## Work required
For each line below that holds the string "target", add one to a tally; report that tally alone.

## Excerpted records
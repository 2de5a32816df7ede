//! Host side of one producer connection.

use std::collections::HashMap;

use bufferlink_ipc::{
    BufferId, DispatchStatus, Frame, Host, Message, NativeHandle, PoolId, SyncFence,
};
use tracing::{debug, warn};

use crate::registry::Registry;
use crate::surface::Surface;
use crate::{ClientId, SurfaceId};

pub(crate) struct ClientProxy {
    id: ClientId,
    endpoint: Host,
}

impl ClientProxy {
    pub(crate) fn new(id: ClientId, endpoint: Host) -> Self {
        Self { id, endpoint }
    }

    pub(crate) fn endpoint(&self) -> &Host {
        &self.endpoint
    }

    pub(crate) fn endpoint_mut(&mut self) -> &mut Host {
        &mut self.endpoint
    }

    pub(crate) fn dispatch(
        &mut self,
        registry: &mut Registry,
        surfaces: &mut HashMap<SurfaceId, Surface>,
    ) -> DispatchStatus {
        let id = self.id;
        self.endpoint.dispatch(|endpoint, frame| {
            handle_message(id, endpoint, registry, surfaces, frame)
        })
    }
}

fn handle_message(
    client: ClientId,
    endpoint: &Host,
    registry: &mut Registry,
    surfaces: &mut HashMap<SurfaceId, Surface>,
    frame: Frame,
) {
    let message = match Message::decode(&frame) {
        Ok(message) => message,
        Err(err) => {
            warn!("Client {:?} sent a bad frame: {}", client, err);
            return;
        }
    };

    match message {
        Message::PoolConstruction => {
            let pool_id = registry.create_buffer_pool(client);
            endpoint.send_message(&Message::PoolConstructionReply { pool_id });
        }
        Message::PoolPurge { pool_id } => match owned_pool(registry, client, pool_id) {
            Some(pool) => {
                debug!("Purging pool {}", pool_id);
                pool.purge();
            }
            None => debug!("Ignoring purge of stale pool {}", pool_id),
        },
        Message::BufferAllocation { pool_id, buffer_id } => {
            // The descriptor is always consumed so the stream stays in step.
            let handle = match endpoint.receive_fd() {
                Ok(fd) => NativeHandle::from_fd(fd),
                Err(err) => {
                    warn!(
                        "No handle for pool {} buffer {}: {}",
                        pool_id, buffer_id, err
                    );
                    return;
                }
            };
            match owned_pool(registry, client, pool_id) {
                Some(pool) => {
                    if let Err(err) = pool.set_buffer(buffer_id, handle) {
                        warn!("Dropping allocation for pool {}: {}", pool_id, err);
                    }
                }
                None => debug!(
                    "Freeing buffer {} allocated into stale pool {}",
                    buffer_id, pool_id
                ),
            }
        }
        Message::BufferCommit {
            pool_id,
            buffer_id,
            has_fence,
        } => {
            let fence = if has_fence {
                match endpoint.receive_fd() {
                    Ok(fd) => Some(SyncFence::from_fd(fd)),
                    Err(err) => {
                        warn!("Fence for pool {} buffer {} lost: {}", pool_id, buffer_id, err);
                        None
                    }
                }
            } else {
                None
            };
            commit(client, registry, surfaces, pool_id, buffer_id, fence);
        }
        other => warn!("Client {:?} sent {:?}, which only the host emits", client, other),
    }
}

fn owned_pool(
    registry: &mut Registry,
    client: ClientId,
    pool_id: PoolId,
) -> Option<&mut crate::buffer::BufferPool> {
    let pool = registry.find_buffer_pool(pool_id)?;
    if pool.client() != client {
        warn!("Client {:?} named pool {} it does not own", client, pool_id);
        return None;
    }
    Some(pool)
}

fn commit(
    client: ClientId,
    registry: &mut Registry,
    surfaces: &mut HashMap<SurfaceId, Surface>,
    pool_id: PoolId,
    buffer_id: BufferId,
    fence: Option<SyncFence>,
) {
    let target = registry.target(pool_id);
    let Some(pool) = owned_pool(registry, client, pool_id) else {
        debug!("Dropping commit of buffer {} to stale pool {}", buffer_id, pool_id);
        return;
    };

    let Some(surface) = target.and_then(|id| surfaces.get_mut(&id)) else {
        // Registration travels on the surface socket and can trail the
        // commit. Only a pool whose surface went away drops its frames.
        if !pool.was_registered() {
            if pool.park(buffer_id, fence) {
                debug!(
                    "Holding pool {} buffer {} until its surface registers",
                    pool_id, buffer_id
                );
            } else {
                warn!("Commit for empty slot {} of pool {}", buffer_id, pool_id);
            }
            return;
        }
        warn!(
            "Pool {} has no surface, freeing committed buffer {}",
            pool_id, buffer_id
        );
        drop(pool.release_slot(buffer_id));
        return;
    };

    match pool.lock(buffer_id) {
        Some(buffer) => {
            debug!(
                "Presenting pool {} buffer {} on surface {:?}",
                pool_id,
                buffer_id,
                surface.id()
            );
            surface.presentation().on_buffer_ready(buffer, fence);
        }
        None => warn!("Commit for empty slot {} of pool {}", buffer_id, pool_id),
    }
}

## Response to this task
2